How to complete this task>
Every line holding the string "Change" is to be copied from the entries below.

Information>
____

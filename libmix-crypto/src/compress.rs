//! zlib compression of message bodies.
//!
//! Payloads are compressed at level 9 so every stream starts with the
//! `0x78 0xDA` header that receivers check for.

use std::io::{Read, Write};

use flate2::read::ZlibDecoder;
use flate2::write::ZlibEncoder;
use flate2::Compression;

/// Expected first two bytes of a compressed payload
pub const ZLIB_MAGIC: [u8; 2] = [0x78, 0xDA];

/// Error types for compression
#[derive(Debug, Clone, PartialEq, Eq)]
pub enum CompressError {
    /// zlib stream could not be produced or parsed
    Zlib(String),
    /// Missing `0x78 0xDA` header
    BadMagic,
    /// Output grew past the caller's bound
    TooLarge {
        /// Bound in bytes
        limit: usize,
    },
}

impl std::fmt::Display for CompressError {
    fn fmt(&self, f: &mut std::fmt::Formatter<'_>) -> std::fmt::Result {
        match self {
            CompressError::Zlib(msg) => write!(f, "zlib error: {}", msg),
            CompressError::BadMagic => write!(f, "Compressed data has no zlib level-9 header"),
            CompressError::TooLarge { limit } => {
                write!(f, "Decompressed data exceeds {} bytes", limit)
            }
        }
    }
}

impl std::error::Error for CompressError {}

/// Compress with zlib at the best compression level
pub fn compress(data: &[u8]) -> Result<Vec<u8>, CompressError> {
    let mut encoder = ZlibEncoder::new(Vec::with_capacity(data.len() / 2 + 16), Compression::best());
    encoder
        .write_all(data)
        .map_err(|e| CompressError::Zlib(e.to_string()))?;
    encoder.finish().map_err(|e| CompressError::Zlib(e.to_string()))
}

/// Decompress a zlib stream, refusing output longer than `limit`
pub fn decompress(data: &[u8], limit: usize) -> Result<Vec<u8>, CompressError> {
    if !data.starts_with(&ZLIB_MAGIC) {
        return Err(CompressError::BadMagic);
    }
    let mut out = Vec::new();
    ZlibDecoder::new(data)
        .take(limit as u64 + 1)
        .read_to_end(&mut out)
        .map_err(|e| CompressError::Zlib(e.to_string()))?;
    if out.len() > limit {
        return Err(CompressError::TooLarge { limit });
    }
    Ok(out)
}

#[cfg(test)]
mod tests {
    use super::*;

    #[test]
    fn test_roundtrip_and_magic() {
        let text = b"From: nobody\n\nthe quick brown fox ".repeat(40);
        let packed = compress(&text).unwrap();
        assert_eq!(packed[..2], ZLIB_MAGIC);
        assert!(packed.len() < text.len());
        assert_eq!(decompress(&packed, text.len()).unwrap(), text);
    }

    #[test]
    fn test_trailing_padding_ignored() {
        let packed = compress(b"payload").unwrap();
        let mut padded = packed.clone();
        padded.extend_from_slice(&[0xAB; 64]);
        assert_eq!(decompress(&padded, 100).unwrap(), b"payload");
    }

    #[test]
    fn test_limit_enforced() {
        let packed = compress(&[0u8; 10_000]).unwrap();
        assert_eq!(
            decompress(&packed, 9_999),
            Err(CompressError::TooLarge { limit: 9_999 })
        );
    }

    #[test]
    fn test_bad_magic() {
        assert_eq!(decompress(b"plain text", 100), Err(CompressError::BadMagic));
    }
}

____

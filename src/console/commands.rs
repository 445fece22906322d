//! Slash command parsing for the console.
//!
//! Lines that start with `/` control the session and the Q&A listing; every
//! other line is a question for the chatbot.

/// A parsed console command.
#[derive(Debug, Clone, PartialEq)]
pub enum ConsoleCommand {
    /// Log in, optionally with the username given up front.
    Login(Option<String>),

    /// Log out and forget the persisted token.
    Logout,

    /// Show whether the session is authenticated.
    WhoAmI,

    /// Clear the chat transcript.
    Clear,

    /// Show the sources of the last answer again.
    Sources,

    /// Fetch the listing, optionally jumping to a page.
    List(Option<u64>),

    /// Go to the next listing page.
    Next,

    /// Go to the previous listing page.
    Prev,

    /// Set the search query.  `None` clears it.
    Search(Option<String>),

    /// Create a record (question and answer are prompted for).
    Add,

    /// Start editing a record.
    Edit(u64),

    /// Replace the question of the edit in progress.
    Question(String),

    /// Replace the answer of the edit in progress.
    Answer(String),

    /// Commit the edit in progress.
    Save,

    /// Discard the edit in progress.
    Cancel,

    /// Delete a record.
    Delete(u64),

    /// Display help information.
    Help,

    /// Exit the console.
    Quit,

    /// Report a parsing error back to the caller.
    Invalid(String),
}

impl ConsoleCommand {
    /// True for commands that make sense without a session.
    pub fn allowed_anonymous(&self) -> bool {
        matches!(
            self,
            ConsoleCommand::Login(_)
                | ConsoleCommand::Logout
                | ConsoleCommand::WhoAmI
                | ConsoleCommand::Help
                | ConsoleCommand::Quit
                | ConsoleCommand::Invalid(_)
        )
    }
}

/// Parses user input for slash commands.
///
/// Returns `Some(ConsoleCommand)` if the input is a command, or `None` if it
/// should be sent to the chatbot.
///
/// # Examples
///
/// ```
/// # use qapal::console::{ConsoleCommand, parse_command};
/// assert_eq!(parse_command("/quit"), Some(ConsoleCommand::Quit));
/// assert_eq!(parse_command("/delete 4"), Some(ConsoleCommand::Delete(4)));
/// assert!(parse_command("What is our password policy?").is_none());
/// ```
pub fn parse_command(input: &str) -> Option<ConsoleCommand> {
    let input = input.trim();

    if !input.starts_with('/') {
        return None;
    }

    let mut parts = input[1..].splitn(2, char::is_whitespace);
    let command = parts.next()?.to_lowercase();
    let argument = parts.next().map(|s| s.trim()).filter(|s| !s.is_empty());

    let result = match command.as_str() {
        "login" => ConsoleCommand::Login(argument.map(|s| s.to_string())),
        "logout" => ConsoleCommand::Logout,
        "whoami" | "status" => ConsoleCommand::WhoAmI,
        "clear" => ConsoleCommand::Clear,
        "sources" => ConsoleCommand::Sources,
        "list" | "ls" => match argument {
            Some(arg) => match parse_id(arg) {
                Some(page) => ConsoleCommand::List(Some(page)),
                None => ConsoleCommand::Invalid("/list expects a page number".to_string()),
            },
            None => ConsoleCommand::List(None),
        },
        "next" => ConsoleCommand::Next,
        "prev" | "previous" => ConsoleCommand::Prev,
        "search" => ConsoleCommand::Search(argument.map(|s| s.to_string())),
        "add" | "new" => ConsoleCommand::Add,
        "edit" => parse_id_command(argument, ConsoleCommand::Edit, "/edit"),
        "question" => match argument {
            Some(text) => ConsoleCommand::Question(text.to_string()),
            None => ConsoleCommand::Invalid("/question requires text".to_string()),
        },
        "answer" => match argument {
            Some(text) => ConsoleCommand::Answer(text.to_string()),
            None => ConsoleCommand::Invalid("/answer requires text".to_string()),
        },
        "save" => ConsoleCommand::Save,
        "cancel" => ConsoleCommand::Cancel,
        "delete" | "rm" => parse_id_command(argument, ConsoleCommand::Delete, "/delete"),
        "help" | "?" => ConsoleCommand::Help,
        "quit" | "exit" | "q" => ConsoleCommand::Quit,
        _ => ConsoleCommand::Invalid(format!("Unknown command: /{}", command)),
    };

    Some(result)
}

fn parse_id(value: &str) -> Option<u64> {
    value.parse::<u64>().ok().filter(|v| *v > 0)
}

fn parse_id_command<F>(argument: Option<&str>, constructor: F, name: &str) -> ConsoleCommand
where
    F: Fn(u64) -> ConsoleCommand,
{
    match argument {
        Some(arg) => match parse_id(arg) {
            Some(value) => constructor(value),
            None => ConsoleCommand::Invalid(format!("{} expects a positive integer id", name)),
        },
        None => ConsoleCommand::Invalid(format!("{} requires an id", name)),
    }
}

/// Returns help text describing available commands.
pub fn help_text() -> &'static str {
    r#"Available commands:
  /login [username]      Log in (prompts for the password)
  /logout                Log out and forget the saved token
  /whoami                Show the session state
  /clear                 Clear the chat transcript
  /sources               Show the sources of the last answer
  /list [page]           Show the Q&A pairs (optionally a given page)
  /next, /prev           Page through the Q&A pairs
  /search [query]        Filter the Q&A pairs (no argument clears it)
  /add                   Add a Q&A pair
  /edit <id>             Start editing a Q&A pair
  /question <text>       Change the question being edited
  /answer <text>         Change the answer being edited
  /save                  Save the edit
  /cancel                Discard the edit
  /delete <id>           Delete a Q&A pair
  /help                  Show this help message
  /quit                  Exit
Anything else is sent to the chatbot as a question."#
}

____

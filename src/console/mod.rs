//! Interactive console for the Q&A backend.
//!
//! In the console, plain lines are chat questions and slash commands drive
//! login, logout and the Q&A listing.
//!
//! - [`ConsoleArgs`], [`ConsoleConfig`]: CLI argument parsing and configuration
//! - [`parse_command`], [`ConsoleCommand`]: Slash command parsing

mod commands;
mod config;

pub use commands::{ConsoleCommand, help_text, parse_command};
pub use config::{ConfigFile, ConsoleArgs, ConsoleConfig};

____

Answer for the task>
  /question <text>       Change the question being edited
  /answer <text>         Change the answer being edited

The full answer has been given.